M: Que tipo de dificuldade a pessoa da periferia encontra nesse processo?
I: É muito comum acontecer um auto boicote, o que se chama de Síndrome do Impostor. Falo por mim, como menina negra da periferia. Mesmo consciente de que vivo numa sociedade desigual, eu ainda me pego me subestimando, me sabotando em diversas situações. Isso acontece com pessoas periféricas porque a gente tem a sensação de ser menos, dentro de algum padrão existe. Quando a gente sabe que essa tendência existe já é um passo para evitar cair. Mas, infelizmente, na periferia a gente tem a cultura de passar pelas coisas no dia a dia e não olhar muito pra si, pras próprias dores. A autoestima é uma coisa difícil de se desenvolver e é importante ter uma rede de apoio com pessoas que entendam o que a gente está passando, sabe? É difícil, mas importante a gente sempre se afirmar, porque uma hora essa autoafirmação vai virar realidade. Insisto, então, que precisamos sonhar grande, muito grande mesmo e seguir no plano de chegar lá.

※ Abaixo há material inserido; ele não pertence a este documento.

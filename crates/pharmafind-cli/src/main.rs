//! Command line interface for `pharmafind`.
//!
//! Searches PubMed and lists the papers that have at least one author affiliated with a
//! pharmaceutical or biotech company.
//!
//! # Usage
//!
//! ```bash
//! # List matching papers on the console
//! pharmafind "cancer immunotherapy"
//!
//! # Write the first 50 matches as CSV
//! pharmafind "crispr AND therapy" --max-results 50 --file results.csv
//!
//! # Show what the classifier decided for every author
//! pharmafind "mrna vaccine" -vvvv
//! ```
//!
//! Settings for the NCBI E-utilities (contact email, API key, batch size) are read from
//! `<config dir>/pharmafind/config.toml`, or from the file given with `--config`.
//! `NCBI_API_KEY` and `NCBI_EMAIL` fill in credentials the file leaves out.

#![warn(missing_docs, clippy::missing_docs_in_private_items)]

use std::{path::PathBuf, process::ExitCode};

use clap::{builder::ArgAction, Parser};
use pharmafind::{config::Config, fetcher::Fetcher, retriever::entrez::EntrezClient};
use tracing::debug;
use tracing_subscriber::EnvFilter;

pub mod error;
pub mod interaction;

use crate::{error::*, interaction::*};

/// Command line arguments
#[derive(Parser, Debug)]
#[command(author, version, about = "Find PubMed papers with pharmaceutical or biotech authors")]
pub struct Cli {
  /// PubMed query, using the full PubMed search syntax
  query: String,

  /// Print debug information during execution
  #[arg(short, long)]
  debug: bool,

  /// Write the results as CSV to this file instead of listing them
  #[arg(short, long, value_name = "PATH")]
  file: Option<PathBuf>,

  /// Maximum number of search results to examine
  #[arg(
    short,
    long,
    default_value_t = 100,
    value_parser = clap::value_parser!(u32).range(1..)
  )]
  max_results: u32,

  /// Verbose mode (-v, -vv, -vvv) for different levels of logging detail
  #[arg(short, long, action = ArgAction::Count, help = "Increase logging verbosity")]
  verbose: u8,

  /// Configuration file; defaults to the platform config directory
  #[arg(long, value_name = "PATH")]
  config: Option<PathBuf>,
}

/// Configures logging on stderr.
///
/// `RUST_LOG` wins when set. Otherwise the verbosity picks the level:
/// - 0: error
/// - 1: warn
/// - 2: info
/// - 3: debug
/// - 4+: trace
///
/// `--debug` raises anything below debug to debug.
fn setup_logging(verbosity: u8, debug: bool) {
  let filter = match verbosity {
    0 => "error",
    1 => "warn",
    2 => "info",
    3 => "debug",
    _ => "trace",
  };
  let filter = if debug && verbosity < 3 { "debug" } else { filter };

  let filter = EnvFilter::try_from_default_env().unwrap_or_else(|_| EnvFilter::new(filter));

  tracing_subscriber::fmt()
    .with_env_filter(filter)
    .with_writer(std::io::stderr)
    .with_file(true)
    .with_line_number(true)
    .with_target(true)
    .init();
}

/// Loads the configuration named on the command line, or the default one.
fn load_config(cli: &Cli) -> Result<Config> {
  let config = match &cli.config {
    Some(path) => Config::from_path(path)?.with_env(),
    None => Config::load_default()?,
  };
  Ok(config)
}

/// Runs one query and reports the result.
async fn run<I: UserInteraction>(cli: &Cli, interaction: &I) -> Result<()> {
  let config = load_config(cli)?;
  let classifier = config.classifier.build()?;
  let fetcher = Fetcher::new(EntrezClient::new(config.entrez)).with_classifier(classifier);
  let entrez = fetcher.source().config();
  debug!("Using E-utilities at {} (database {})", entrez.base_url, entrez.database);

  interaction.reply(ResponseContent::Info(&format!("Searching PubMed for: {}", cli.query)))?;
  let harvest = fetcher.harvest(&cli.query, cli.max_results as usize).await?;

  if !harvest.missing.is_empty() {
    interaction.reply(ResponseContent::Warning(&format!(
      "{} records could not be retrieved: {}",
      harvest.missing.len(),
      harvest.missing.join(", ")
    )))?;
  }

  let table = harvest.table;
  if table.is_empty() {
    return interaction.reply(ResponseContent::Info("No papers found with non-academic authors"));
  }

  match &cli.file {
    Some(path) => {
      table.save_csv(path)?;
      interaction.reply(ResponseContent::Success(&format!(
        "Saved {} papers to {}",
        table.len(),
        path.display()
      )))
    },
    None => {
      interaction.reply(ResponseContent::Table(&table))?;
      interaction.reply(ResponseContent::Success(&format!(
        "Found {} papers with non-academic authors",
        table.len()
      )))
    },
  }
}

/// Entry point for the `pharmafind` binary.
///
/// Exits with 0 on success, including when no paper qualifies, and with 1 after printing a
/// single error line for any fatal failure.
#[tokio::main]
async fn main() -> ExitCode {
  let cli = Cli::parse();
  setup_logging(cli.verbose, cli.debug);

  let terminal = Terminal::default();
  match run(&cli, &terminal).await {
    Ok(()) => ExitCode::SUCCESS,
    Err(e) => {
      if terminal.reply(ResponseContent::Error(&e)).is_err() {
        eprintln!("{ERROR_PREFIX}{e}");
      }
      ExitCode::FAILURE
    },
  }
}
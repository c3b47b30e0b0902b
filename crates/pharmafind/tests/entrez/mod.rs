use serde_json::json;
use wiremock::{
  matchers::{method, path, query_param},
  Mock, MockServer, ResponseTemplate,
};

use super::*;

fn client(server: &MockServer, batch_size: usize) -> EntrezClient {
  EntrezClient::new(EntrezConfig {
    base_url: server.uri(),
    email: Some("tests@example.org".to_string()),
    batch_size,
    ..EntrezConfig::default()
  })
}

async fn mount_search(server: &MockServer, ids: &[&str]) {
  Mock::given(method("GET"))
    .and(path("/esearch.fcgi"))
    .and(query_param("db", "pubmed"))
    .and(query_param("retmode", "json"))
    .respond_with(ResponseTemplate::new(200).set_body_json(json!({
      "header": { "type": "esearch", "version": "0.3" },
      "esearchresult": {
        "count": ids.len().to_string(),
        "retmax": ids.len().to_string(),
        "retstart": "0",
        "idlist": ids,
      }
    })))
    .mount(server)
    .await;
}

#[traced_test]
#[tokio::test]
async fn test_search_returns_ids() -> TestResult<()> {
  let server = MockServer::start().await;
  Mock::given(method("GET"))
    .and(path("/esearch.fcgi"))
    .and(query_param("term", "cancer immunotherapy"))
    .and(query_param("retmax", "2"))
    .and(query_param("tool", "pharmafind"))
    .and(query_param("email", "tests@example.org"))
    .respond_with(ResponseTemplate::new(200).set_body_json(json!({
      "esearchresult": { "count": "812", "idlist": ["38000003", "38000001"] }
    })))
    .expect(1)
    .mount(&server)
    .await;

  let ids = client(&server, 200).search("cancer immunotherapy", 2).await?;
  assert_eq!(ids, ["38000003", "38000001"]);
  Ok(())
}

#[tokio::test]
async fn test_search_without_hits() -> TestResult<()> {
  let server = MockServer::start().await;
  Mock::given(method("GET"))
    .and(path("/esearch.fcgi"))
    .respond_with(ResponseTemplate::new(200).set_body_json(json!({
      "esearchresult": { "count": "0", "retmax": "0", "idlist": [] }
    })))
    .mount(&server)
    .await;

  assert!(client(&server, 200).search("zzzz", 10).await?.is_empty());
  Ok(())
}

#[tokio::test]
async fn test_search_rejected_query() {
  let server = MockServer::start().await;
  Mock::given(method("GET"))
    .and(path("/esearch.fcgi"))
    .respond_with(ResponseTemplate::new(200).set_body_json(json!({
      "esearchresult": { "ERROR": "Invalid query syntax" }
    })))
    .mount(&server)
    .await;

  match client(&server, 200).search("((", 10).await {
    Err(PharmafindError::Search(reason)) => assert_eq!(reason, "Invalid query syntax"),
    other => panic!("Expected a search error, got {other:?}"),
  }
}

#[tokio::test]
async fn test_search_rate_limited() {
  let server = MockServer::start().await;
  Mock::given(method("GET"))
    .and(path("/esearch.fcgi"))
    .respond_with(ResponseTemplate::new(429).set_body_json(json!({
      "error": "API rate limit exceeded", "count": "11"
    })))
    .mount(&server)
    .await;

  let result = client(&server, 200).search("aspirin", 10).await;
  assert!(matches!(result, Err(PharmafindError::Search(_))));
}

#[tokio::test]
async fn test_fetch_decodes_articles() -> TestResult<()> {
  let server = MockServer::start().await;
  Mock::given(method("GET"))
    .and(path("/efetch.fcgi"))
    .and(query_param("id", "38000001,38000002,38000003"))
    .and(query_param("retmode", "xml"))
    .respond_with(ResponseTemplate::new(200).set_body_string(EFETCH_XML))
    .expect(1)
    .mount(&server)
    .await;

  let ids: Vec<String> = ["38000001", "38000002", "38000003"].map(String::from).to_vec();
  let records = client(&server, 200).fetch(&ids).await?;
  assert_eq!(records, parse_articles(EFETCH_XML)?);
  assert_eq!(records[2].title.as_deref(), Some("Anti-KRAS antibodies in solid tumours."));
  assert_eq!(records[0].authors[1].email.as_deref(), Some("john.roe@pfizer.com"));
  Ok(())
}

#[traced_test]
#[tokio::test]
async fn test_fetch_in_batches() -> TestResult<()> {
  let server = MockServer::start().await;
  Mock::given(method("GET"))
    .and(path("/efetch.fcgi"))
    .and(query_param("id", "38000001,38000002"))
    .respond_with(ResponseTemplate::new(200).set_body_string(EFETCH_XML))
    .expect(1)
    .mount(&server)
    .await;
  Mock::given(method("GET"))
    .and(path("/efetch.fcgi"))
    .and(query_param("id", "38000003"))
    .respond_with(
      ResponseTemplate::new(200).set_body_string("<PubmedArticleSet></PubmedArticleSet>"),
    )
    .expect(1)
    .mount(&server)
    .await;

  let ids: Vec<String> = ["38000001", "38000002", "38000003"].map(String::from).to_vec();
  let records = client(&server, 2).fetch(&ids).await?;
  assert_eq!(records.len(), 3);
  Ok(())
}

#[tokio::test]
async fn test_fetch_server_error() {
  let server = MockServer::start().await;
  Mock::given(method("GET"))
    .and(path("/efetch.fcgi"))
    .respond_with(ResponseTemplate::new(500))
    .mount(&server)
    .await;

  let result = client(&server, 200).fetch(&["38000001".to_string()]).await;
  assert!(matches!(result, Err(PharmafindError::Fetch(_))));
}

#[tokio::test]
async fn test_fetch_unreadable_body() {
  let server = MockServer::start().await;
  Mock::given(method("GET"))
    .and(path("/efetch.fcgi"))
    .respond_with(
      ResponseTemplate::new(200).set_body_string("<PubmedArticleSet><Oops></PubmedArticleSet>"),
    )
    .mount(&server)
    .await;

  let result = client(&server, 200).fetch(&["38000001".to_string()]).await;
  assert!(matches!(result, Err(PharmafindError::Fetch(_))));
}

#[traced_test]
#[tokio::test]
async fn test_fetch_and_process_against_entrez() -> TestResult<()> {
  let server = MockServer::start().await;
  mount_search(&server, &["38000003", "38000002", "38000001"]).await;
  Mock::given(method("GET"))
    .and(path("/efetch.fcgi"))
    .respond_with(ResponseTemplate::new(200).set_body_string(EFETCH_XML))
    .expect(1)
    .mount(&server)
    .await;

  let table = Fetcher::new(client(&server, 200)).fetch_and_process("oncology", 10).await?;
  let ids: Vec<&str> = table.iter().map(|p| p.id.as_str()).collect();
  assert_eq!(ids, ["38000003", "38000001"]);

  let genentech = &table.publications()[0];
  assert_eq!(genentech.title, "Anti-KRAS antibodies in solid tumours.");
  assert_eq!(genentech.publication_date, "2022 Nov-Dec");
  assert_eq!(genentech.non_academic_authors, ["Ann Lee"]);
  assert_eq!(genentech.company_affiliations, ["Genentech, Inc."]);
  assert_eq!(genentech.corresponding_author_email.as_deref(), Some("ann.lee@gene.com"));

  let pfizer = &table.publications()[1];
  assert_eq!(pfizer.publication_date, "2023-01-15");
  assert_eq!(pfizer.non_academic_authors, ["John Roe"]);
  assert_eq!(pfizer.company_affiliations, ["Pfizer Inc."]);
  assert_eq!(pfizer.corresponding_author_email.as_deref(), Some("john.roe@pfizer.com"));

  Ok(())
}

M: Qual o seu sonho, então?
I: Ser a primeira mulher negra brasileira laureada com o prêmio Nobel da Paz. Em uma viagem, em visita à ONU, tive contato com pessoas que alcançaram isso e que estavam lá pra mostrar que eles são pessoas como a gente, como eu e que é muito importante a gente se engajar para criar um mundo melhor agora, hoje mesmo. É ousado? Claro que sim. Mas eu nunca poderia imaginar que estaria lá naquele lugar naquele dia e ainda não sei onde vou chegar. Sonhar, então, me impulsiona a desenvolver as habilidades para isso. É uma meta maravilhosa, né?